[Collected data]
....

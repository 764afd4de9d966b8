//! Authentication for the gateway edge.
//!
//! Issuer key discovery and caching ([`jwks`]), bearer token verification
//! ([`jwt`]), and derivation of a normalized identity from verified claims
//! ([`claims`], [`identity`]).

pub mod claims;
pub mod identity;
pub mod jwks;
pub mod jwt;

pub use claims::{ClaimsMapping, NativeIdentity, NormalizedIdentity, SsoIdentity};
pub use jwks::{IssuerKeyStore, SigningKeyEntry, SigningKeySet};
pub use jwt::{TokenVerifier, VerifiedToken};
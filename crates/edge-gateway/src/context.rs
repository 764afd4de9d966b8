//! Per-request context.
//!
//! Every proxied request gets a context built before dispatch: the cached
//! signing keys, the verified caller identity when a token is present,
//! the raw token held for propagation, and the client headers that travel
//! on to subgraphs. Requests without credentials still get a context;
//! they simply carry no identity.

use crate::auth::identity;
use crate::auth::jwks::{IssuerKeyStore, SigningKeySet};
use crate::auth::jwt::TokenVerifier;
use crate::auth::NormalizedIdentity;
use crate::errors::GatewayError;
use crate::services::propagation::{
    extract_header, HEADER_FORWARDED_FOR, HEADER_ORIGIN_CLIENT_IP, HEADER_REQUIRE_PREFLIGHT,
};
use axum::http::{HeaderMap, HeaderName};
use common::secret::SecretString;
use std::fmt;
use std::sync::Arc;

/// Context for one proxied request.
pub struct RequestContext {
    /// Raw bearer token, exposed only at the propagation site.
    raw_token: Option<SecretString>,

    /// Signing key set the token was verified against.
    public_keys: Arc<SigningKeySet>,

    /// Verified caller identity, `None` for anonymous requests.
    identity: Option<NormalizedIdentity>,

    /// Client headers already selected for propagation.
    forward_headers: HeaderMap,
}

impl RequestContext {
    /// Build the context for one request.
    ///
    /// Signing keys are resolved FIRST, before the credential is even
    /// inspected, so any traffic triggers the once-only load and an
    /// unreachable issuer fails anonymous requests the same way.
    ///
    /// # Errors
    ///
    /// - `GatewayError::KeyFetch` when the signing keys cannot be loaded
    /// - `GatewayError::MalformedToken` when an Authorization header is
    ///   present but carries no bearer credential
    /// - Any verification or identity error for a present credential
    pub async fn from_headers(
        headers: &HeaderMap,
        key_store: &IssuerKeyStore,
        verifier: &TokenVerifier,
        forward_header_names: &[String],
    ) -> Result<Self, GatewayError> {
        let public_keys = key_store.signing_keys().await?;
        let forward_headers = collect_forward_headers(headers, forward_header_names);

        let Some(authorization) = headers.get("authorization") else {
            tracing::debug!(target: "gw.context", "Anonymous request");
            return Ok(Self {
                raw_token: None,
                public_keys,
                identity: None,
                forward_headers,
            });
        };

        // "Bearer <token>": the credential is the second whitespace-split
        // word
        let raw_token = authorization
            .to_str()
            .ok()
            .and_then(|value| value.split_whitespace().nth(1))
            .ok_or_else(|| {
                tracing::debug!(target: "gw.context", "Authorization header carries no bearer credential");
                GatewayError::MalformedToken
            })?;

        let verified = verifier.verify(raw_token, &public_keys)?;
        let identity = identity::normalize(&verified.decoded.payload, verified.mapping)?;

        tracing::debug!(target: "gw.context", mapping = ?verified.mapping, "Authenticated request");

        Ok(Self {
            raw_token: Some(SecretString::from(raw_token)),
            public_keys,
            identity: Some(identity),
            forward_headers,
        })
    }

    /// The raw bearer token, when the request carried one.
    #[must_use]
    pub fn raw_token(&self) -> Option<&SecretString> {
        self.raw_token.as_ref()
    }

    /// The signing key set this request was checked against.
    #[must_use]
    pub fn public_keys(&self) -> &Arc<SigningKeySet> {
        &self.public_keys
    }

    /// The verified caller identity, `None` for anonymous requests.
    #[must_use]
    pub fn identity(&self) -> Option<&NormalizedIdentity> {
        self.identity.as_ref()
    }

    /// Client headers selected for propagation.
    #[must_use]
    pub fn forward_headers(&self) -> &HeaderMap {
        &self.forward_headers
    }

    /// True when the request carried a verified credential.
    #[must_use]
    pub fn is_authenticated(&self) -> bool {
        self.identity.is_some()
    }
}

impl fmt::Debug for RequestContext {
    fn fmt(&self, f: &mut fmt::Formatter<'_>) -> fmt::Result {
        f.debug_struct("RequestContext")
            .field("raw_token", &self.raw_token.as_ref().map(|_| "[REDACTED]"))
            .field("identity", &self.identity)
            .field("cached_keys", &self.public_keys.len())
            .field(
                "forward_headers",
                &self.forward_headers.keys().collect::<Vec<_>>(),
            )
            .finish()
    }
}

/// Select the client headers that forward to subgraphs.
///
/// `x-forwarded-for` is renamed to `origin-client-ip`; the preflight
/// header and the configured pass-through names keep their own names.
/// Absent headers produce no entry. For repeated headers only the first
/// value is taken.
fn collect_forward_headers(headers: &HeaderMap, names: &[String]) -> HeaderMap {
    let mut forward = HeaderMap::new();

    if let Some(value) = extract_header(headers, HEADER_FORWARDED_FOR) {
        forward.insert(HEADER_ORIGIN_CLIENT_IP, value.clone());
    }

    if let Some(value) = extract_header(headers, HEADER_REQUIRE_PREFLIGHT) {
        forward.insert(HEADER_REQUIRE_PREFLIGHT, value.clone());
    }

    for name in names {
        if let Some(value) = extract_header(headers, name) {
            // Config validation restricts names to header-legal characters
            if let Ok(header_name) = HeaderName::from_bytes(name.as_bytes()) {
                forward.insert(header_name, value.clone());
            }
        }
    }

    forward
}
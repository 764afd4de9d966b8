//! Gateway models.
//!
//! Data types shared across handlers.

use serde::{Deserialize, Serialize};

/// Health check response.
///
/// Returned by the `/health` endpoint.
#[derive(Debug, Clone, Serialize, Deserialize)]
pub struct HealthResponse {
    /// Service health status.
    pub status: String,

    /// Configured subgraph names, in dispatch order.
    pub subgraphs: Vec<String>,

    /// Whether the signing key cache has been populated.
    pub keys_loaded: bool,
}
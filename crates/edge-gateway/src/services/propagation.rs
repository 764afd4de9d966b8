//! Header propagation to subgraphs.
//!
//! Subgraphs never see the inbound request directly; they see a header set
//! stamped from the request context. The raw bearer token travels in the
//! `jwt` header, the normalized identity in mapping-specific headers, and
//! configured client headers verbatim.

use crate::auth::NormalizedIdentity;
use crate::errors::GatewayError;
use axum::http::{HeaderMap, HeaderValue};
use common::secret::{ExposeSecret, SecretString};

/// Outbound header carrying the raw bearer token.
pub const HEADER_JWT: &str = "jwt";

/// Outbound headers stamped from an SSO identity.
pub const HEADER_NAME: &str = "name";
pub const HEADER_GROUPS: &str = "groups";
pub const HEADER_USERNAME: &str = "username";

/// Outbound headers stamped from a native identity.
pub const HEADER_USER_ID: &str = "userid";
pub const HEADER_EMAIL: &str = "email";

/// Outbound header carrying the client address.
pub const HEADER_ORIGIN_CLIENT_IP: &str = "origin-client-ip";

/// Inbound header the client address is read from.
pub const HEADER_FORWARDED_FOR: &str = "x-forwarded-for";

/// CSRF-prevention header forwarded verbatim when present.
pub const HEADER_REQUIRE_PREFLIGHT: &str = "apollo-require-preflight";

/// First value of a request header.
///
/// Clients may repeat a header; only the first occurrence is propagated,
/// the rest are ignored.
pub fn extract_header<'a>(headers: &'a HeaderMap, name: &str) -> Option<&'a HeaderValue> {
    headers.get_all(name).iter().next()
}

/// Build the outbound header set for a subgraph request.
///
/// Starts from the already-collected forward headers and adds the raw
/// token plus identity headers when the request is authenticated. The
/// token leaves its secret wrapper here and nowhere else.
///
/// # Errors
///
/// Returns `GatewayError::Internal` when a claim value cannot be encoded
/// as a header value. The offending header name is logged; the value is
/// not.
pub fn stamp_subgraph_headers(
    raw_token: Option<&SecretString>,
    identity: Option<&NormalizedIdentity>,
    forward_headers: &HeaderMap,
) -> Result<HeaderMap, GatewayError> {
    let mut headers = forward_headers.clone();

    if let Some(token) = raw_token {
        headers.insert(HEADER_JWT, header_value(HEADER_JWT, token.expose_secret())?);
    }

    match identity {
        Some(NormalizedIdentity::Sso(sso)) => {
            headers.insert(HEADER_NAME, header_value(HEADER_NAME, &sso.name)?);
            headers.insert(
                HEADER_GROUPS,
                header_value(HEADER_GROUPS, &sso.groups.join(","))?,
            );
            headers.insert(HEADER_USERNAME, header_value(HEADER_USERNAME, &sso.username)?);
        }
        Some(NormalizedIdentity::Native(native)) => {
            headers.insert(HEADER_USER_ID, header_value(HEADER_USER_ID, &native.user_id)?);
            headers.insert(HEADER_EMAIL, header_value(HEADER_EMAIL, &native.email)?);
        }
        None => {}
    }

    Ok(headers)
}

fn header_value(name: &str, value: &str) -> Result<HeaderValue, GatewayError> {
    HeaderValue::from_str(value).map_err(|e| {
        tracing::error!(target: "gw.proxy", header = %name, error = %e, "Value cannot be sent as a header");
        GatewayError::Internal
    })
}
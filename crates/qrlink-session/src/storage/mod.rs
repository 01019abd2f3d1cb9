//! Storage implementations.

#[cfg(feature = "memory")]
pub mod memory;

#[cfg(feature = "sqlite")]
pub mod sqlite;

#[cfg(feature = "memory")]
pub use memory::MemoryStorage;
#[cfg(feature = "sqlite")]
pub use sqlite::SqliteStore;

/// Current time in Unix epoch seconds.
#[cfg(any(feature = "memory", feature = "sqlite"))]
pub(crate) fn now() -> i64 {
    use std::time::{SystemTime, UNIX_EPOCH};

    SystemTime::now()
        .duration_since(UNIX_EPOCH)
        .map_or(0, |d| i64::try_from(d.as_secs()).unwrap_or(i64::MAX))
}
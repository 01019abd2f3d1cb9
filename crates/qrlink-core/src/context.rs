//! Pairing context: a deadline plus a cancellation token.

use std::time::Duration;

use tokio::time::Instant;
use tokio_util::sync::CancellationToken;

/// Upper bound for deadlines that would overflow `Instant`.
const FAR_FUTURE: Duration = Duration::from_secs(86_400 * 365 * 30);

/// Time-bounded, cancellable context for one pairing attempt.
///
/// The context is done once its deadline passes or its token is cancelled,
/// whichever happens first. Clones share the same deadline and token.
#[derive(Debug, Clone)]
pub struct PairingContext {
    deadline: Instant,
    token: CancellationToken,
}

impl PairingContext {
    /// Create a root context expiring after `timeout`.
    #[must_use]
    pub fn with_timeout(timeout: Duration) -> Self {
        Self::new(CancellationToken::new(), timeout)
    }

    /// Create a context that is also cancelled when `parent` is.
    #[must_use]
    pub fn child_of(parent: &CancellationToken, timeout: Duration) -> Self {
        Self::new(parent.child_token(), timeout)
    }

    fn new(token: CancellationToken, timeout: Duration) -> Self {
        let now = Instant::now();
        let deadline = now
            .checked_add(timeout)
            .unwrap_or_else(|| now + FAR_FUTURE);
        Self { deadline, token }
    }

    /// Instant at which the context expires.
    #[must_use]
    pub const fn deadline(&self) -> Instant {
        self.deadline
    }

    /// Time left before the deadline.
    #[must_use]
    pub fn remaining(&self) -> Duration {
        self.deadline.saturating_duration_since(Instant::now())
    }

    /// Whether the deadline passed or the context was cancelled.
    #[must_use]
    pub fn is_done(&self) -> bool {
        self.token.is_cancelled() || Instant::now() >= self.deadline
    }

    /// Cancel the context and every context derived from it.
    pub fn cancel(&self) {
        self.token.cancel();
    }

    /// Cancellation token backing this context.
    #[must_use]
    pub const fn token(&self) -> &CancellationToken {
        &self.token
    }

    /// Resolve once the context is done.
    pub async fn done(&self) {
        tokio::select! {
            () = tokio::time::sleep_until(self.deadline) => {}
            () = self.token.cancelled() => {}
        }
    }
}

#[cfg(test)]
mod tests {
    use super::*;

    #[tokio::test(start_paused = true)]
    async fn test_done_at_deadline() {
        let ctx = PairingContext::with_timeout(Duration::from_secs(120));
        assert!(!ctx.is_done());

        let started = Instant::now();
        ctx.done().await;
        assert_eq!(started.elapsed(), Duration::from_secs(120));
        assert!(ctx.is_done());
        assert_eq!(ctx.remaining(), Duration::ZERO);
    }

    #[tokio::test(start_paused = true)]
    async fn test_parent_cancellation_propagates() {
        let parent = CancellationToken::new();
        let ctx = PairingContext::child_of(&parent, Duration::from_secs(120));

        parent.cancel();
        tokio::time::timeout(Duration::from_secs(1), ctx.done())
            .await
            .expect("child context should finish with its parent");
        assert!(ctx.is_done());
    }

    #[tokio::test]
    async fn test_huge_timeout_does_not_overflow() {
        let ctx = PairingContext::with_timeout(Duration::MAX);
        assert!(!ctx.is_done());
        assert!(ctx.remaining() > Duration::from_secs(86_400));
    }
}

....

**Problem:**
Among the records above, a stretch begins at the line containing "pub const HEADER_FORWARDED_FOR: &str" and ends at the line containing "adds the raw". Restate that stretch word for word, and nothing else.

**Result:**
pub const HEADER_FORWARDED_FOR: &str = "x-forwarded-for";

/// CSRF-prevention header forwarded verbatim when present.
pub const HEADER_REQUIRE_PREFLIGHT: &str = "apollo-require-preflight";

/// First value of a request header.
///
/// Clients may repeat a header; only the first occurrence is propagated,
/// the rest are ignored.
pub fn extract_header<'a>(headers: &'a HeaderMap, name: &str) -> Option<&'a HeaderValue> {
    headers.get_all(name).iter().next()
}

/// Build the outbound header set for a subgraph request.
///
/// Starts from the already-collected forward headers and adds the raw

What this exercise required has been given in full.